impl StopLimitLifecycleEngine {
    /// Builds the engine over its shared collaborators, using the spec's
    /// default position-wait and post-create-check timing. Use
    /// [`Self::with_timing`] to override either from
    /// `STOPLIMIT_POSITION_WAIT_MS`/`STOPLIMIT_POST_CREATE_CHECK_MS`.
    pub fn new(
        core: Arc<CoreState>,
        store: Arc<Store>,
        broker: Arc<BrokerClient>,
        serializer: Arc<PerSymbolSerializer>,
        reconciler: Arc<StateReconciler>,
        tracker_config: TrackerConfig,
    ) -> Self {
        Self::with_timing(
            core,
            store,
            broker,
            serializer,
            reconciler,
            tracker_config,
            DEFAULT_POSITION_WAIT_DEADLINE,
            DEFAULT_POST_CREATE_CHECK_DELAY,
        )
    }

    /// Builds the engine with explicit position-wait/post-create-check
    /// timing, per the environment variables named in `spec.md` §6.
    #[allow(clippy::too_many_arguments)]
    pub fn with_timing(
        core: Arc<CoreState>,
        store: Arc<Store>,
        broker: Arc<BrokerClient>,
        serializer: Arc<PerSymbolSerializer>,
        reconciler: Arc<StateReconciler>,
        tracker_config: TrackerConfig,
        position_wait_deadline: Duration,
        post_create_check_delay: Duration,
    ) -> Self {
        Self {
            core,
            store,
            broker,
            serializer,
            reconciler,
            tracker_config: std::sync::RwLock::new(Arc::new(tracker_config)),
            position_wait_deadline,
            post_create_check_delay,
        }
    }

    /// Hot-swaps the tracker configuration (new version, new groups).
    #[allow(clippy::significant_drop_tightening)]
    pub fn update_tracker_config(&self, config: TrackerConfig) {
        #[allow(clippy::unwrap_used)]
        let mut guard = self.tracker_config.write().unwrap();
        *guard = Arc::new(config);
    }

    async fn current_position_qty(&self, symbol: &str) -> Option<Decimal> {
        if let Some(position) = self.core.positions.read().await.get(symbol) {
            if !position.quantity.is_zero() {
                return Some(position.quantity);
            }
        }
        None
    }

    async fn position_qty_from_db(&self, symbol: &str) -> Option<Decimal> {
        match self.store.get_position(symbol).await {
            Ok(Some(position)) if !position.quantity.is_zero() => Some(position.quantity),
            Ok(_) => None,
            Err(error) => {
                tracing::warn!(symbol, %error, "failed to read position from durable store");
                None
            }
        }
    }

    /// Handles a confirmed buy fill (or, via the fallback path, an
    /// untracked fill that looks like one): ensures exactly one active
    /// protective stop-limit sell order exists at the current position
    /// quantity.
    pub async fn on_buy_filled(
        &self,
        broker_order_id: &str,
        symbol: &str,
        fill_price: Decimal,
        _filled_qty: Decimal,
        origin: FillOrigin,
    ) -> LifecycleOutcome {
        let _guard = self.serializer.acquire(symbol).await;
        let now = Utc::now();
        let within_reconnect = self.core.within_reconnect_window(now).await;

        // Step 2: position-wait loop. The FALLBACK path gets a tighter 2s
        // cap while inside the reconnect window, per spec.md §4.3: a
        // fallback fill that never finds a position under that window is
        // most likely a historical replay, not a live buy.
        let deadline = if origin == FillOrigin::Fallback && within_reconnect {
            RECONNECT_FALLBACK_DEADLINE
        } else {
            self.position_wait_deadline
        };
        let qty = wait_with_deadline(POSITION_WAIT_INTERVAL, deadline, || {
            let symbol = symbol.to_string();
            async move { self.current_position_qty(&symbol).await }
        })
        .await;

        let qty = match qty {
            Some(qty) => Some(qty),
            None => self.position_qty_from_db(symbol).await,
        };
        let Some(qty) = qty else {
            if origin == FillOrigin::Fallback && within_reconnect {
                return LifecycleOutcome::Skipped(OutcomeReason::ReplayDuringReconnect);
            }
            return LifecycleOutcome::Skipped(OutcomeReason::PositionMissing);
        };

        // Step 3: existence check, a -> c, with a reconnect-window
        // reconciliation pass first when inside the barrier.
        if within_reconnect {
            if let Err(error) = self.reconciler.reconcile_symbol_orders(symbol).await {
                tracing::warn!(symbol, %error, "reconcile before existence check failed");
            }
        }

        match self.find_existing_active_sell(symbol).await {
            Ok(Some(existing)) => self.modify_to_quantity(symbol, &existing, qty, fill_price).await,
            Ok(None) => self.create_stop_limit(symbol, broker_order_id, fill_price, qty).await,
            Err(error) => LifecycleOutcome::Failed(error),
        }
    }

    /// Reacts to a position update that is not itself a fill notification.
    /// A drop to zero quantity is a position-closed event; anything else is
    /// informational (the cache already reflects it via the reconciler).
    pub async fn on_position_update(&self, symbol: &str, new_qty: Decimal) -> LifecycleOutcome {
        if new_qty.is_zero() {
            self.on_position_closed(symbol).await
        } else {
            LifecycleOutcome::NoOp(OutcomeReason::Other("position update recorded".into()))
        }
    }

    /// Existence resolver: in-memory repo -> durable repo row ->
    /// `activeOrdersBySymbolSide` index, in that order, as specified in
    /// `spec.md` §9 (single authoritative existence resolver).
    async fn find_existing_active_sell(&self, symbol: &str) -> Result<Option<String>, EngineError> {
        if let Some(entry) = self.core.stop_limit_repository.read().await.get(symbol) {
            if entry.is_active() {
                return Ok(Some(entry.order_id.clone()));
            }
        }

        if let Some(entry) = self
            .store
            .find_active_stop_limit_by_symbol(symbol)
            .await
            .map_err(EngineError::from)?
        {
            return Ok(Some(entry.order_id));
        }

        let index = self.core.active_orders_by_symbol_side.read().await;
        if let Some(order_id) = index.get(&(symbol.to_string(), OrderSide::Sell)) {
            let orders = self.core.orders.read().await;
            if orders.get(order_id).is_some_and(Order::is_stop_limit_sell) {
                return Ok(Some(order_id.clone()));
            }
        }

        Ok(None)
    }

    /// Modifies the existing protective order to the current position
    /// quantity. Per `spec.md` §4.3 step 4/§7 `PermanentUpstream`, a
    /// terminal rejection removes the repository entry and falls through to
    /// [`Self::create_stop_limit`] instead of surfacing a bare failure —
    /// otherwise the symbol is left with an open position and no protective
    /// order, violating P1. A transient rejection just surfaces: the next
    /// fill or reconcile pass retries.
    async fn modify_to_quantity(
        &self,
        symbol: &str,
        order_id: &str,
        qty: Decimal,
        fill_price: Decimal,
    ) -> LifecycleOutcome {
        match self.broker.modify_order_quantity(order_id, qty).await {
            Ok(response) if response.success => {
                self.mark_repository_state(symbol, order_id, EntryState::Active).await;
                LifecycleOutcome::Modified {
                    order_id: order_id.to_string(),
                }
            }
            Ok(response) => {
                tracing::error!(symbol, order_id, error = ?response.error, "modify_order_quantity rejected, order is terminal");
                self.core.stop_limit_repository.write().await.remove(symbol);
                self.create_stop_limit(symbol, order_id, fill_price, qty).await
            }
            Err(error) => {
                let engine_error: EngineError = error.into();
                if engine_error.is_retryable() {
                    LifecycleOutcome::Failed(engine_error)
                } else {
                    tracing::error!(symbol, order_id, %engine_error, "modify_order_quantity failed permanently, order is terminal");
                    self.core.stop_limit_repository.write().await.remove(symbol);
                    self.create_stop_limit(symbol, order_id, fill_price, qty).await
                }
            }
        }
    }

    async fn create_stop_limit(
        &self,
        symbol: &str,
        _triggering_order_id: &str,
        fill_price: Decimal,
        qty: Decimal,
    ) -> LifecycleOutcome {
        #[allow(clippy::unwrap_used)]
        let config = Arc::clone(&self.tracker_config.read().unwrap());
        let Some(group) = config.matching_group(fill_price) else {
            return LifecycleOutcome::NoOp(OutcomeReason::NoMatchingTrackerGroup);
        };
        let initial_stop = fill_price + group.initial_stop_price_offset;

        let request = PlaceOrderRequest {
            symbol: symbol.to_string(),
            side: PlaceOrderSide::Sell,
            order_type: PlaceOrderType::StopLimit,
            qty,
            limit_price: Some(initial_stop),
            stop_price: Some(initial_stop),
        };

        let response = match self.broker.place_order(&request).await {
            Ok(response) => response,
            Err(error) => return LifecycleOutcome::Failed(error.into()),
        };

        let entry = StopLimitRepositoryEntry::creating(symbol, response.order_id.clone(), Utc::now());
        let mut active_entry = entry.clone();
        active_entry.status = EntryState::Active;
        if let Err(error) = self.store.upsert_stop_limit_entry(&active_entry).await {
            tracing::error!(symbol, %error, "failed to persist new stop-limit entry");
        }
        self.core
            .stop_limit_repository
            .write()
            .await
            .insert(symbol.to_string(), active_entry);
        self.core
            .active_orders_by_symbol_side
            .write()
            .await
            .insert((symbol.to_string(), OrderSide::Sell), response.order_id.clone());

        self.verify_no_duplicate_after_creation(symbol, &response.order_id).await;

        LifecycleOutcome::Created {
            order_id: response.order_id,
        }
    }

    async fn verify_no_duplicate_after_creation(&self, symbol: &str, created_order_id: &str) {
        tokio::time::sleep(self.post_create_check_delay).await;
        let index = self.core.active_orders_by_symbol_side.read().await;
        let Some(current) = index.get(&(symbol.to_string(), OrderSide::Sell)).cloned() else {
            return;
        };
        drop(index);
        if current != created_order_id {
            tracing::warn!(symbol, created_order_id, newer = %current, "duplicate stop-limit detected post-creation, canceling the one just created");
            if let Err(error) = self.broker.cancel_order(created_order_id).await {
                tracing::warn!(symbol, created_order_id, %error, "best-effort cancel of duplicate failed");
            }
        }
    }

    async fn mark_repository_state(&self, symbol: &str, order_id: &str, state: EntryState) {
        let mut repo = self.core.stop_limit_repository.write().await;
        if let Some(entry) = repo.get_mut(symbol) {
            if entry.order_id == order_id {
                entry.status = state;
            }
        }
    }

    /// Handles a position update that is not itself a fill notification.
    /// Position-closed cleanup is driven by the reconciler's return value;
    /// this just exposes the cleanup path for direct callers.
    pub async fn on_position_closed(&self, symbol: &str) -> LifecycleOutcome {
        let _guard = self.serializer.acquire(symbol).await;
        let entry = self.core.stop_limit_repository.write().await.remove(symbol);
        self.core
            .active_orders_by_symbol_side
            .write()
            .await
            .remove(&(symbol.to_string(), OrderSide::Sell));
        self.core.tracker_progress.write().await.remove(symbol);
        if let Err(error) = self.store.delete_tracker_progress_immediate(symbol).await {
            tracing::error!(symbol, %error, "failed to delete tracker progress on position close");
        }

        let Some(mut entry) = entry else {
            return LifecycleOutcome::NoOp(OutcomeReason::Other("no repository entry to tear down".into()));
        };
        entry.status = EntryState::Terminal;
        if let Err(error) = self.store.upsert_stop_limit_entry(&entry).await {
            tracing::error!(symbol, %error, "failed to remove stop-limit entry on position close");
            return LifecycleOutcome::Failed(error.into());
        }
        if let Err(error) = self.broker.cancel_order(&entry.order_id).await {
            tracing::warn!(symbol, order_id = %entry.order_id, %error, "cancel on position close failed (best-effort)");
        }
        LifecycleOutcome::Modified {
            order_id: entry.order_id,
        }
    }

    /// Reacts to a raw order-status observation from the stream: feeds the
    /// reconciler, and tears down the repository entry if the order just
    /// went terminal.
    pub async fn on_order_status_change(&self, order: Order) -> LifecycleOutcome {
        let symbol = order.symbol.clone();
        let order_id = order.broker_order_id.clone();
        let terminal = !order.is_active();

        if let Err(error) = self.reconciler.upsert_order(order).await {
            return LifecycleOutcome::Failed(error);
        }

        if terminal {
            let _guard = self.serializer.acquire(&symbol).await;
            let mut repo = self.core.stop_limit_repository.write().await;
            if repo.get(&symbol).is_some_and(|entry| entry.order_id == order_id) {
                if let Some(mut entry) = repo.remove(&symbol) {
                    entry.status = EntryState::Terminal;
                    drop(repo);
                    if let Err(error) = self.store.upsert_stop_limit_entry(&entry).await {
                        tracing::error!(symbol, %error, "failed to remove terminal stop-limit entry");
                    }
                    return LifecycleOutcome::NoOp(OutcomeReason::Other("repository entry retired".into()));
                }
            }
        }

        LifecycleOutcome::NoOp(OutcomeReason::Other("order status recorded".into()))
    }

    /// Modifies the active stop-limit's stop (and limit) price, called by
    /// the trailing-stop tracker when a ratchet step advances.
    pub async fn on_tracker_step_advance(&self, symbol: &str, new_stop_price: Decimal) -> LifecycleOutcome {
        let _guard = self.serializer.acquire(symbol).await;
        let Ok(Some(order_id)) = self.find_existing_active_sell(symbol).await else {
            return LifecycleOutcome::Skipped(OutcomeReason::Other("no active stop-limit to advance".into()));
        };

        match self
            .broker
            .modify_order_stop_price(&order_id, new_stop_price, new_stop_price)
            .await
        {
            Ok(response) if response.success => {
                self.mark_repository_state(symbol, &order_id, EntryState::Active).await;
                LifecycleOutcome::Modified { order_id }
            }
            Ok(response) => LifecycleOutcome::Failed(EngineError::permanent_upstream(
                response.error.unwrap_or_else(|| "stop price modify rejected".to_string()),
            )),
            Err(error) => LifecycleOutcome::Failed(error.into()),
        }
    }
}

__Work item__.
Search the material above for the word "notification", and return each line that holds it.

__Solution__.
    /// Reacts to a position update that is not itself a fill notification.
    /// Handles a position update that is not itself a fill notification.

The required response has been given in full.